_WHAT YOU SHOULD DO_. In the records below, some lines hold the word "push". Copy each of those lines.

*** Begin section ***

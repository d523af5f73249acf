use std::path::Path;

use anyhow::Context;
use serde_json::Value as JsonValue;

use crate::error::{DepthFoldError, Result};

/// Depth ranges used when no interval file is supplied, as `(start, end)`.
pub const DEFAULT_INTERVALS: [(f64, f64); 69] = [
    (6.0, 7.0), (7.0, 8.006), (8.006, 9.0), (9.0, 10.0), (10.0, 11.0), (11.0, 12.007),
    (12.007, 13.5), (13.5, 15.0), (15.0, 17.6), (17.6, 19.0), (19.0, 21.0), (21.0, 23.0),
    (23.0, 25.007), (25.007, 27.0), (27.0, 29.0), (29.0, 29.6), (29.6, 31.008),
    (31.008, 32.007), (32.007, 33.007), (33.007, 34.0), (34.0, 34.6), (34.6, 35.9),
    (35.9, 37.008), (37.008, 38.0), (38.0, 39.008), (39.008, 40.0), (40.0, 41.0),
    (41.0, 42.007), (42.007, 43.007), (43.007, 44.0), (44.0, 45.0), (45.0, 46.0),
    (46.0, 47.008), (47.008, 48.007), (48.007, 49.007), (49.007, 50.01), (50.01, 51.01),
    (51.01, 51.71), (51.71, 53.3), (53.3, 55.008), (55.008, 56.007), (56.007, 57.006),
    (57.006, 57.7), (57.7, 59.0), (59.0, 61.6), (61.6, 63.007), (63.007, 64.704),
    (64.704, 66.018), (66.018, 67.0), (67.0, 68.0), (68.0, 69.5), (69.5, 71.008),
    (71.008, 73.007), (73.007, 73.7), (73.7, 75.0), (75.0, 77.0), (77.0, 79.0),
    (79.0, 81.0), (81.0, 83.0), (83.0, 84.1), (84.1, 85.006), (85.006, 86.007),
    (86.007, 87.0), (87.0, 88.0), (88.0, 89.0), (89.0, 90.6), (90.6, 92.8),
    (92.8, 94.008), (94.008, 95.0),
];

// ---------------------------------------------------------------------------
// Interval
// ---------------------------------------------------------------------------

/// A labelled depth range. The label joins the boundary texts with `-`.
#[derive(Debug, Clone, PartialEq)]
pub struct Interval {
    pub start: f64,
    pub end: f64,
    label: String,
}

impl Interval {
    /// Boundaries rendered with their shortest decimal form (`6` → `"6"`).
    pub fn new(start: f64, end: f64) -> Self {
        Self::with_text(start, end, &start.to_string(), &end.to_string())
    }

    /// Boundaries rendered exactly as the given texts.
    pub fn with_text(start: f64, end: f64, start_text: &str, end_text: &str) -> Self {
        Interval {
            start,
            end,
            label: format!("{start_text}-{end_text}"),
        }
    }

    pub fn label(&self) -> &str {
        &self.label
    }
}

// ---------------------------------------------------------------------------
// IntervalTable
// ---------------------------------------------------------------------------

/// Ordered, immutable sequence of intervals.
///
/// Order and overlap are not checked: lookups take the first match in table
/// order, so a malformed table classifies exactly as written.
#[derive(Debug, Clone, PartialEq)]
pub struct IntervalTable {
    intervals: Vec<Interval>,
}

impl Default for IntervalTable {
    fn default() -> Self {
        Self::from_pairs(&DEFAULT_INTERVALS)
    }
}

impl IntervalTable {
    pub fn new(intervals: Vec<Interval>) -> Self {
        IntervalTable { intervals }
    }

    pub fn from_pairs(pairs: &[(f64, f64)]) -> Self {
        Self::new(pairs.iter().map(|&(s, e)| Interval::new(s, e)).collect())
    }

    /// Parse a JSON list of `[start, end]` pairs, e.g. `[[6, 7], [7, 8.006]]`.
    ///
    /// Entries may hold numbers or numeric strings; extra elements after the
    /// first two are ignored. Labels keep the boundary text as written.
    pub fn from_json_str(text: &str) -> Result<Self> {
        let root: JsonValue = serde_json::from_str(text).map_err(|e| {
            DepthFoldError::invalid_interval_document(format!("not valid JSON: {e}"))
        })?;
        let entries = root.as_array().ok_or_else(|| {
            DepthFoldError::invalid_interval_document("top-level value is not a list")
        })?;

        let intervals = entries
            .iter()
            .enumerate()
            .map(|(index, entry)| parse_entry(index, entry))
            .collect::<Result<Vec<_>>>()?;
        Ok(Self::new(intervals))
    }

    /// Load an interval table from a JSON file.
    pub fn load_json(path: &Path) -> anyhow::Result<Self> {
        let text = std::fs::read_to_string(path)
            .with_context(|| format!("reading intervals from {}", path.display()))?;
        let table = Self::from_json_str(&text)
            .with_context(|| format!("loading intervals from {}", path.display()))?;
        log::info!("loaded {} intervals from {}", table.len(), path.display());
        Ok(table)
    }

    pub fn intervals(&self) -> &[Interval] {
        &self.intervals
    }

    pub fn len(&self) -> usize {
        self.intervals.len()
    }

    pub fn is_empty(&self) -> bool {
        self.intervals.is_empty()
    }
}

fn parse_entry(index: usize, entry: &JsonValue) -> Result<Interval> {
    let pair = entry
        .as_array()
        .ok_or_else(|| DepthFoldError::invalid_interval(index, format!("{entry} is not a list")))?;
    if pair.len() < 2 {
        return Err(DepthFoldError::invalid_interval(
            index,
            format!("expected 2 elements, found {}", pair.len()),
        ));
    }
    let (start, start_text) = parse_bound(index, &pair[0])?;
    let (end, end_text) = parse_bound(index, &pair[1])?;
    Ok(Interval::with_text(start, end, &start_text, &end_text))
}

fn parse_bound(index: usize, value: &JsonValue) -> Result<(f64, String)> {
    let parsed = match value {
        JsonValue::Number(n) => n.as_f64().map(|v| (v, n.to_string())),
        JsonValue::String(s) => {
            let trimmed = s.trim();
            trimmed.parse::<f64>().ok().map(|v| (v, trimmed.to_string()))
        }
        _ => None,
    };
    parsed.ok_or_else(|| {
        DepthFoldError::invalid_interval(index, format!("{value} is not a number"))
    })
}

#[cfg(test)]
mod tests {
    use super::*;

    #[test]
    fn default_table_spans_six_to_ninety_five() {
        let table = IntervalTable::default();
        assert_eq!(table.len(), 69);
        assert_eq!(table.intervals()[0].label(), "6-7");
        assert_eq!(table.intervals()[1].label(), "7-8.006");
        assert_eq!(table.intervals()[37].label(), "51.01-51.71");
        assert_eq!(table.intervals()[68].label(), "94.008-95");
    }

    #[test]
    fn default_table_is_contiguous() {
        let table = IntervalTable::default();
        for pair in table.intervals().windows(2) {
            assert_eq!(pair[0].end, pair[1].start);
            assert!(pair[0].start < pair[0].end);
        }
    }

    #[test]
    fn json_labels_keep_boundary_text() {
        let table = IntervalTable::from_json_str(r#"[[6, 7], [7, 8.006], ["8.006", 9.0, "extra"]]"#)
            .unwrap();
        let labels: Vec<&str> = table.intervals().iter().map(Interval::label).collect();
        assert_eq!(labels, vec!["6-7", "7-8.006", "8.006-9.0"]);
        assert_eq!(table.intervals()[2].start, 8.006);
    }

    #[test]
    fn json_short_entry_is_rejected() {
        let err = IntervalTable::from_json_str("[[6, 7], [7]]").unwrap_err();
        assert!(matches!(err, DepthFoldError::InvalidIntervalFormat { index: Some(1), .. }));
    }

    #[test]
    fn json_non_numeric_entry_is_rejected() {
        let err = IntervalTable::from_json_str(r#"[[6, "deep"]]"#).unwrap_err();
        assert!(matches!(err, DepthFoldError::InvalidIntervalFormat { index: Some(0), .. }));
        let err = IntervalTable::from_json_str(r#"[{"start": 6, "end": 7}]"#).unwrap_err();
        assert!(matches!(err, DepthFoldError::InvalidIntervalFormat { index: Some(0), .. }));
        let err = IntervalTable::from_json_str("{}").unwrap_err();
        assert!(matches!(err, DepthFoldError::InvalidIntervalFormat { index: None, .. }));
        let err = IntervalTable::from_json_str("[[6, 7],").unwrap_err();
        assert!(matches!(err, DepthFoldError::InvalidIntervalFormat { index: None, .. }));
    }

    #[test]
    fn json_order_is_kept_as_written() {
        let table = IntervalTable::from_json_str("[[10, 20], [0, 10]]").unwrap();
        assert_eq!(table.intervals()[0].label(), "10-20");
    }
}
use std::path::Path;
use std::sync::Arc;

use anyhow::{Context, Result};
use arrow::array::{ArrayRef, Float64Array, Int64Array};
use arrow::datatypes::{DataType, Field, Schema};
use arrow::record_batch::RecordBatch;
use parquet::arrow::ArrowWriter;

use depthfold::data::model::{CellValue, Dataset};
use depthfold::data::writer;

fn gaussian(x: f64, mu: f64, sigma: f64, amplitude: f64) -> f64 {
    amplitude * (-(x - mu).powi(2) / (2.0 * sigma.powi(2))).exp()
}

/// Reflectance spectrum whose absorption features deepen with REE content.
fn generate_spectrum(
    wavelengths: &[f64],
    ree: f64,
    noise_level: f64,
    rng: &mut SimpleRng,
) -> Vec<f64> {
    let features = [(580.0, 15.0, 0.002), (740.0, 20.0, 0.0015), (800.0, 12.0, 0.003)];
    wavelengths
        .iter()
        .map(|&wl| {
            let absorption: f64 = features
                .iter()
                .map(|&(mu, sigma, amp)| gaussian(wl, mu, sigma, amp * ree))
                .sum();
            0.6 - absorption + rng.gauss(0.0, noise_level)
        })
        .collect()
}

/// Minimal deterministic PRNG (xoshiro256**)
struct SimpleRng {
    state: [u64; 4],
}

impl SimpleRng {
    fn new(seed: u64) -> Self {
        let mut s = [0u64; 4];
        let mut x = seed;
        for slot in &mut s {
            x = x.wrapping_mul(6364136223846793005).wrapping_add(1);
            *slot = x;
        }
        SimpleRng { state: s }
    }

    fn next_u64(&mut self) -> u64 {
        let result = (self.state[1].wrapping_mul(5))
            .rotate_left(7)
            .wrapping_mul(9);
        let t = self.state[1] << 17;
        self.state[2] ^= self.state[0];
        self.state[3] ^= self.state[1];
        self.state[1] ^= self.state[2];
        self.state[0] ^= self.state[3];
        self.state[2] ^= t;
        self.state[3] = self.state[3].rotate_left(45);
        result
    }

    fn next_f64(&mut self) -> f64 {
        (self.next_u64() >> 11) as f64 / (1u64 << 53) as f64
    }

    /// Box-Muller transform for normal distribution
    fn gauss(&mut self, mean: f64, std_dev: f64) -> f64 {
        let u1 = self.next_f64().max(1e-15);
        let u2 = self.next_f64();
        let z = (-2.0 * u1.ln()).sqrt() * (2.0 * std::f64::consts::PI * u2).cos();
        mean + std_dev * z
    }
}

struct Samples {
    sample_id: Vec<i64>,
    depth: Vec<f64>,
    total_ree: Vec<f64>,
    spectra: Vec<Vec<f64>>,
}

fn generate(rng: &mut SimpleRng, wavelengths: &[f64]) -> Samples {
    let mut samples = Samples {
        sample_id: Vec::new(),
        depth: Vec::new(),
        total_ree: Vec::new(),
        spectra: Vec::new(),
    };

    // Core from 6 m to 95 m, one sample every 0.1–0.5 m.
    let mut depth: f64 = 6.0;
    let mut id = 0;
    while depth <= 95.0 {
        // REE content varies slowly with depth, plus sample noise.
        let ree = 150.0 + 80.0 * (depth / 9.0).sin() + rng.gauss(0.0, 12.0);
        let ree = ree.max(0.0);

        samples.spectra.push(generate_spectrum(wavelengths, ree, 0.004, rng));
        samples.sample_id.push(id);
        samples.depth.push((depth * 1000.0).round() / 1000.0);
        samples.total_ree.push((ree * 100.0).round() / 100.0);

        id += 1;
        depth += 0.1 + 0.4 * rng.next_f64();
    }
    samples
}

fn write_parquet(samples: &Samples, wavelengths: &[f64], path: &Path) -> Result<()> {
    let mut fields = vec![
        Field::new("sample_id", DataType::Int64, false),
        Field::new("Depth", DataType::Float64, false),
        Field::new("totalREE", DataType::Float64, false),
    ];
    let mut columns: Vec<ArrayRef> = vec![
        Arc::new(Int64Array::from(samples.sample_id.clone())),
        Arc::new(Float64Array::from(samples.depth.clone())),
        Arc::new(Float64Array::from(samples.total_ree.clone())),
    ];
    for (band, wl) in wavelengths.iter().enumerate() {
        fields.push(Field::new(wl.to_string(), DataType::Float64, false));
        let values: Vec<f64> = samples.spectra.iter().map(|sp| sp[band]).collect();
        columns.push(Arc::new(Float64Array::from(values)));
    }

    let schema = Arc::new(Schema::new(fields));
    let batch = RecordBatch::try_new(schema.clone(), columns).context("creating RecordBatch")?;

    let file = std::fs::File::create(path).context("creating output file")?;
    let mut writer = ArrowWriter::try_new(file, schema, None).context("creating writer")?;
    writer.write(&batch).context("writing batch")?;
    writer.close().context("closing writer")?;
    Ok(())
}

fn to_dataset(samples: &Samples, wavelengths: &[f64]) -> Dataset {
    let mut column_names = vec![
        "sample_id".to_string(),
        "Depth".to_string(),
        "totalREE".to_string(),
    ];
    column_names.extend(wavelengths.iter().map(|wl| wl.to_string()));

    let rows = (0..samples.depth.len())
        .map(|i| {
            let mut row = vec![
                CellValue::Integer(samples.sample_id[i]),
                CellValue::Float(samples.depth[i]),
                CellValue::Float(samples.total_ree[i]),
            ];
            row.extend(samples.spectra[i].iter().map(|&v| CellValue::Float(v)));
            row
        })
        .collect();
    Dataset::new(column_names, rows)
}

fn main() -> Result<()> {
    let mut rng = SimpleRng::new(42);

    // Wavelengths: 400 → 1000 nm, step 10
    let wavelengths: Vec<f64> = (0..61).map(|i| 400.0 + i as f64 * 10.0).collect();
    let samples = generate(&mut rng, &wavelengths);

    let parquet_path = Path::new("sample_cores.parquet");
    write_parquet(&samples, &wavelengths, parquet_path)?;

    let csv_path = Path::new("sample_cores.csv");
    writer::write_csv(&to_dataset(&samples, &wavelengths), csv_path)?;

    println!(
        "Wrote {} samples ({} bands each) to {} and {}",
        samples.depth.len(),
        wavelengths.len(),
        parquet_path.display(),
        csv_path.display()
    );
    Ok(())
}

*** End section ***

_FINAL ANSWER_.
        samples.spectra.push(generate_spectrum(wavelengths, ree, 0.004, rng));
        samples.sample_id.push(id);
        samples.depth.push((depth * 1000.0).round() / 1000.0);
        samples.total_ree.push((ree * 100.0).round() / 100.0);
        fields.push(Field::new(wl.to_string(), DataType::Float64, false));
        columns.push(Arc::new(Float64Array::from(values)));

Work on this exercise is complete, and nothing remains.